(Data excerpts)
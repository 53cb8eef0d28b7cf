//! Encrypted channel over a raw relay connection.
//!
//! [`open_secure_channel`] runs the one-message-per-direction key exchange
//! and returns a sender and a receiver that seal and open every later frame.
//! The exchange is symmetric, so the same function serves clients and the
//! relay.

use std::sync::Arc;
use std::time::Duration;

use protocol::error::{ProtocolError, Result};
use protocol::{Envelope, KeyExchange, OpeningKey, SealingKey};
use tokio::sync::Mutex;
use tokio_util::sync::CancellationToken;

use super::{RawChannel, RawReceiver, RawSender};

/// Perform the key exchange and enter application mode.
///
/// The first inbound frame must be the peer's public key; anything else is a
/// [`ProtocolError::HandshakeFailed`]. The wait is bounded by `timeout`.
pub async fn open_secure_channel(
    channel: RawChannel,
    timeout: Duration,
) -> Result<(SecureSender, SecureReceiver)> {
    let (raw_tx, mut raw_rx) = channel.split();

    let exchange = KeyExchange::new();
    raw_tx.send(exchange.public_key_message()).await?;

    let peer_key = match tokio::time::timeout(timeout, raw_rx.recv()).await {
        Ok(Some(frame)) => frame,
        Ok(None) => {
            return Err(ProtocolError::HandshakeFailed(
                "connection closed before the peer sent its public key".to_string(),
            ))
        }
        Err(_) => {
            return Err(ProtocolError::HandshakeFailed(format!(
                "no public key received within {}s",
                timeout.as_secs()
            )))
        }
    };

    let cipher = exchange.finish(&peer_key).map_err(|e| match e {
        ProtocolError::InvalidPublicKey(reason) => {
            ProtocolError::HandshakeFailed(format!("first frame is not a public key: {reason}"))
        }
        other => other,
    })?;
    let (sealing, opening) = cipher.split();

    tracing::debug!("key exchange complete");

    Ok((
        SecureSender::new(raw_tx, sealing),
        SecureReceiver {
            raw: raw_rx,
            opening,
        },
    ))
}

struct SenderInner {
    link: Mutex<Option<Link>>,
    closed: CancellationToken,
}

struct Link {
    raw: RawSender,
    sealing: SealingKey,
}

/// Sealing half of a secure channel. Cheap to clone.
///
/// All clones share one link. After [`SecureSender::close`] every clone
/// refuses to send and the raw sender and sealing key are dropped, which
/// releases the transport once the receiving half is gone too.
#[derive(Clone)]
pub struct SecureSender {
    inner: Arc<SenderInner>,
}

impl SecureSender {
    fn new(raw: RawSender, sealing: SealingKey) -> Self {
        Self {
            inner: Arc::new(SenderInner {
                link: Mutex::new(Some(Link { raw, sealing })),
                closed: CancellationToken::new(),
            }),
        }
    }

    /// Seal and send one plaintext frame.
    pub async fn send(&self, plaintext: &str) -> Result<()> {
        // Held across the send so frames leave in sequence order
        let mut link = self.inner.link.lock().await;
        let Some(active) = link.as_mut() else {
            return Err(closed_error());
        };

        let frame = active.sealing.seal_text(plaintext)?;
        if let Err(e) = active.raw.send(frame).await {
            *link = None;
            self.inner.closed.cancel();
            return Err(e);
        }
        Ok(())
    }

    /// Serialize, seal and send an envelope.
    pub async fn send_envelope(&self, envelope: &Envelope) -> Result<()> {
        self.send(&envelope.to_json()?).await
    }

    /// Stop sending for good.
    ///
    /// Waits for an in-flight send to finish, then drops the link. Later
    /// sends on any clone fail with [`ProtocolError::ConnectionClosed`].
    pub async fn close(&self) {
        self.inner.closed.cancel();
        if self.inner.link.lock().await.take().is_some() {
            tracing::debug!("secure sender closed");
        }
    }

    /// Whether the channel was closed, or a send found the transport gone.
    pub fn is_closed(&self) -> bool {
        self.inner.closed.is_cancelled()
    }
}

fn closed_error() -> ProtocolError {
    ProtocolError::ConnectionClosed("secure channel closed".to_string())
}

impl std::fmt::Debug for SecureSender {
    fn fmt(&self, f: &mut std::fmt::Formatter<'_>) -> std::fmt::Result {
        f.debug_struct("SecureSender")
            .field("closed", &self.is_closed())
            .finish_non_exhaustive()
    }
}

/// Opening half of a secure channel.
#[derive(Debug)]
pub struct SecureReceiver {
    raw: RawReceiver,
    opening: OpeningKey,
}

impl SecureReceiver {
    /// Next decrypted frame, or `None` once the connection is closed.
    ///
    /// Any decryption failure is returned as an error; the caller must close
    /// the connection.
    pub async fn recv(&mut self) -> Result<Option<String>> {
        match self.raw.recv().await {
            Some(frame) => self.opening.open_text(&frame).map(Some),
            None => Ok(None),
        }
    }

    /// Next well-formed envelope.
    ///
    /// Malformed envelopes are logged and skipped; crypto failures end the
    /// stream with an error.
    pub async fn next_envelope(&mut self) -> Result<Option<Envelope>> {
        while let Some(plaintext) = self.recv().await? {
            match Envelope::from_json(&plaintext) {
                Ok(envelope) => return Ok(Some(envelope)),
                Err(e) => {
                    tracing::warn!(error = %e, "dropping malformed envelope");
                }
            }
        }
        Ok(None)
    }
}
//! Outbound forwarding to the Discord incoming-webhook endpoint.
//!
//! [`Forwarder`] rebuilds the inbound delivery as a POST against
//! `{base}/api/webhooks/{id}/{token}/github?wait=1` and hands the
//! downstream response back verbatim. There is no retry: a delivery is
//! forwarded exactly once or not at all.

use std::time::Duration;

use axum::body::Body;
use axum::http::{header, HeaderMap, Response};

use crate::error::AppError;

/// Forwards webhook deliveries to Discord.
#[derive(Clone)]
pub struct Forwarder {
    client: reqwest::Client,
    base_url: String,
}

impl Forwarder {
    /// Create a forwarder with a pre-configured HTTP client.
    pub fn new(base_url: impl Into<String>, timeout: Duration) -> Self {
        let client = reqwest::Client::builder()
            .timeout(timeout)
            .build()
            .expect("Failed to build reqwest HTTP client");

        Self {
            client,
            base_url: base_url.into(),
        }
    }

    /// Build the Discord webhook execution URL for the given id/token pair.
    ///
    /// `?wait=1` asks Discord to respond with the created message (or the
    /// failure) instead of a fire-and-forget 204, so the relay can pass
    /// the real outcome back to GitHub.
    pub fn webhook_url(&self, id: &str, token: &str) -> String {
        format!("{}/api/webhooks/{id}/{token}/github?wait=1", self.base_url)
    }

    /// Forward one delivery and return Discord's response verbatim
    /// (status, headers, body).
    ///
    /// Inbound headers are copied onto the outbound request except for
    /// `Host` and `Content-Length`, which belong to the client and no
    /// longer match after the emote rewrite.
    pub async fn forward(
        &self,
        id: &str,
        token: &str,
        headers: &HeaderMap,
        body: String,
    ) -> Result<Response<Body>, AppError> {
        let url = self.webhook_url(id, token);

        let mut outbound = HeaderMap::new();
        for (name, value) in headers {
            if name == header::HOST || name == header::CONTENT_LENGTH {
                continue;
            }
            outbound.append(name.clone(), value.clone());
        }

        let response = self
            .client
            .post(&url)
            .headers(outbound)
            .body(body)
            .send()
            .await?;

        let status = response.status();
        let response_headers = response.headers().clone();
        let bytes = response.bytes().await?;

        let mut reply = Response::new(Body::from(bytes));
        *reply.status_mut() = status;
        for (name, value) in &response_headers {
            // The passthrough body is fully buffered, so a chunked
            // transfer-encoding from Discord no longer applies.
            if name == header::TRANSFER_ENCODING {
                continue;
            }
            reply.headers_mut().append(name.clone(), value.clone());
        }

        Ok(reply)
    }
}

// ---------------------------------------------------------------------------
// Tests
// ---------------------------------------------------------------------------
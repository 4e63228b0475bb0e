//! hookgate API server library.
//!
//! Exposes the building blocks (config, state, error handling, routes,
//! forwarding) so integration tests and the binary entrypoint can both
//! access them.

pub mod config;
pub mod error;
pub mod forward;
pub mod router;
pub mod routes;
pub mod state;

**Task statement:**
The expected response reproduces all of the data precisely.

**Solution to the problem:**
repository 53cb8eef0d28b7cf
//! Encrypted channel over a raw relay connection.
//!
//! [`open_secure_channel`] runs the one-message-per-direction key exchange
//! and returns a sender and a receiver that seal and open every later frame.
//! The exchange is symmetric, so the same function serves clients and the
//! relay.

use std::sync::Arc;
use std::time::Duration;

use protocol::error::{ProtocolError, Result};
use protocol::{Envelope, KeyExchange, OpeningKey, SealingKey};
use tokio::sync::Mutex;
use tokio_util::sync::CancellationToken;

use super::{RawChannel, RawReceiver, RawSender};

/// Perform the key exchange and enter application mode.
///
/// The first inbound frame must be the peer's public key; anything else is a
/// [`ProtocolError::HandshakeFailed`]. The wait is bounded by `timeout`.
pub async fn open_secure_channel(
    channel: RawChannel,
    timeout: Duration,
) -> Result<(SecureSender, SecureReceiver)> {
    let (raw_tx, mut raw_rx) = channel.split();

    let exchange = KeyExchange::new();
    raw_tx.send(exchange.public_key_message()).await?;

    let peer_key = match tokio::time::timeout(timeout, raw_rx.recv()).await {
        Ok(Some(frame)) => frame,
        Ok(None) => {
            return Err(ProtocolError::HandshakeFailed(
                "connection closed before the peer sent its public key".to_string(),
            ))
        }
        Err(_) => {
            return Err(ProtocolError::HandshakeFailed(format!(
                "no public key received within {}s",
                timeout.as_secs()
            )))
        }
    };

    let cipher = exchange.finish(&peer_key).map_err(|e| match e {
        ProtocolError::InvalidPublicKey(reason) => {
            ProtocolError::HandshakeFailed(format!("first frame is not a public key: {reason}"))
        }
        other => other,
    })?;
    let (sealing, opening) = cipher.split();

    tracing::debug!("key exchange complete");

    Ok((
        SecureSender::new(raw_tx, sealing),
        SecureReceiver {
            raw: raw_rx,
            opening,
        },
    ))
}

struct SenderInner {
    link: Mutex<Option<Link>>,
    closed: CancellationToken,
}

struct Link {
    raw: RawSender,
    sealing: SealingKey,
}

/// Sealing half of a secure channel. Cheap to clone.
///
/// All clones share one link. After [`SecureSender::close`] every clone
/// refuses to send and the raw sender and sealing key are dropped, which
/// releases the transport once the receiving half is gone too.
#[derive(Clone)]
pub struct SecureSender {
    inner: Arc<SenderInner>,
}

impl SecureSender {
    fn new(raw: RawSender, sealing: SealingKey) -> Self {
        Self {
            inner: Arc::new(SenderInner {
                link: Mutex::new(Some(Link { raw, sealing })),
                closed: CancellationToken::new(),
            }),
        }
    }

    /// Seal and send one plaintext frame.
    pub async fn send(&self, plaintext: &str) -> Result<()> {
        // Held across the send so frames leave in sequence order
        let mut link = self.inner.link.lock().await;
        let Some(active) = link.as_mut() else {
            return Err(closed_error());
        };

        let frame = active.sealing.seal_text(plaintext)?;
        if let Err(e) = active.raw.send(frame).await {
            *link = None;
            self.inner.closed.cancel();
            return Err(e);
        }
        Ok(())
    }

    /// Serialize, seal and send an envelope.
    pub async fn send_envelope(&self, envelope: &Envelope) -> Result<()> {
        self.send(&envelope.to_json()?).await
    }

    /// Stop sending for good.
    ///
    /// Waits for an in-flight send to finish, then drops the link. Later
    /// sends on any clone fail with [`ProtocolError::ConnectionClosed`].
    pub async fn close(&self) {
        self.inner.closed.cancel();
        if self.inner.link.lock().await.take().is_some() {
            tracing::debug!("secure sender closed");
        }
    }

    /// Whether the channel was closed, or a send found the transport gone.
    pub fn is_closed(&self) -> bool {
        self.inner.closed.is_cancelled()
    }
}

fn closed_error() -> ProtocolError {
    ProtocolError::ConnectionClosed("secure channel closed".to_string())
}

impl std::fmt::Debug for SecureSender {
    fn fmt(&self, f: &mut std::fmt::Formatter<'_>) -> std::fmt::Result {
        f.debug_struct("SecureSender")
            .field("closed", &self.is_closed())
            .finish_non_exhaustive()
    }
}

/// Opening half of a secure channel.
#[derive(Debug)]
pub struct SecureReceiver {
    raw: RawReceiver,
    opening: OpeningKey,
}

impl SecureReceiver {
    /// Next decrypted frame, or `None` once the connection is closed.
    ///
    /// Any decryption failure is returned as an error; the caller must close
    /// the connection.
    pub async fn recv(&mut self) -> Result<Option<String>> {
        match self.raw.recv().await {
            Some(frame) => self.opening.open_text(&frame).map(Some),
            None => Ok(None),
        }
    }

    /// Next well-formed envelope.
    ///
    /// Malformed envelopes are logged and skipped; crypto failures end the
    /// stream with an error.
    pub async fn next_envelope(&mut self) -> Result<Option<Envelope>> {
        while let Some(plaintext) = self.recv().await? {
            match Envelope::from_json(&plaintext) {
                Ok(envelope) => return Ok(Some(envelope)),
                Err(e) => {
                    tracing::warn!(error = %e, "dropping malformed envelope");
                }
            }
        }
        Ok(None)
    }
}
//! Outbound forwarding to the Discord incoming-webhook endpoint.
//!
//! [`Forwarder`] rebuilds the inbound delivery as a POST against
//! `{base}/api/webhooks/{id}/{token}/github?wait=1` and hands the
//! downstream response back verbatim. There is no retry: a delivery is
//! forwarded exactly once or not at all.

use std::time::Duration;

use axum::body::Body;
use axum::http::{header, HeaderMap, Response};

use crate::error::AppError;

/// Forwards webhook deliveries to Discord.
#[derive(Clone)]
pub struct Forwarder {
    client: reqwest::Client,
    base_url: String,
}

impl Forwarder {
    /// Create a forwarder with a pre-configured HTTP client.
    pub fn new(base_url: impl Into<String>, timeout: Duration) -> Self {
        let client = reqwest::Client::builder()
            .timeout(timeout)
            .build()
            .expect("Failed to build reqwest HTTP client");

        Self {
            client,
            base_url: base_url.into(),
        }
    }

    /// Build the Discord webhook execution URL for the given id/token pair.
    ///
    /// `?wait=1` asks Discord to respond with the created message (or the
    /// failure) instead of a fire-and-forget 204, so the relay can pass
    /// the real outcome back to GitHub.
    pub fn webhook_url(&self, id: &str, token: &str) -> String {
        format!("{}/api/webhooks/{id}/{token}/github?wait=1", self.base_url)
    }

    /// Forward one delivery and return Discord's response verbatim
    /// (status, headers, body).
    ///
    /// Inbound headers are copied onto the outbound request except for
    /// `Host` and `Content-Length`, which belong to the client and no
    /// longer match after the emote rewrite.
    pub async fn forward(
        &self,
        id: &str,
        token: &str,
        headers: &HeaderMap,
        body: String,
    ) -> Result<Response<Body>, AppError> {
        let url = self.webhook_url(id, token);

        let mut outbound = HeaderMap::new();
        for (name, value) in headers {
            if name == header::HOST || name == header::CONTENT_LENGTH {
                continue;
            }
            outbound.append(name.clone(), value.clone());
        }

        let response = self
            .client
            .post(&url)
            .headers(outbound)
            .body(body)
            .send()
            .await?;

        let status = response.status();
        let response_headers = response.headers().clone();
        let bytes = response.bytes().await?;

        let mut reply = Response::new(Body::from(bytes));
        *reply.status_mut() = status;
        for (name, value) in &response_headers {
            // The passthrough body is fully buffered, so a chunked
            // transfer-encoding from Discord no longer applies.
            if name == header::TRANSFER_ENCODING {
                continue;
            }
            reply.headers_mut().append(name.clone(), value.clone());
        }

        Ok(reply)
    }
}

// ---------------------------------------------------------------------------
// Tests
// ---------------------------------------------------------------------------
repository 4e63228b0475bb0e
//! hookgate API server library.
//!
//! Exposes the building blocks (config, state, error handling, routes,
//! forwarding) so integration tests and the binary entrypoint can both
//! access them.

pub mod config;
pub mod error;
pub mod forward;
pub mod router;
pub mod routes;
pub mod state;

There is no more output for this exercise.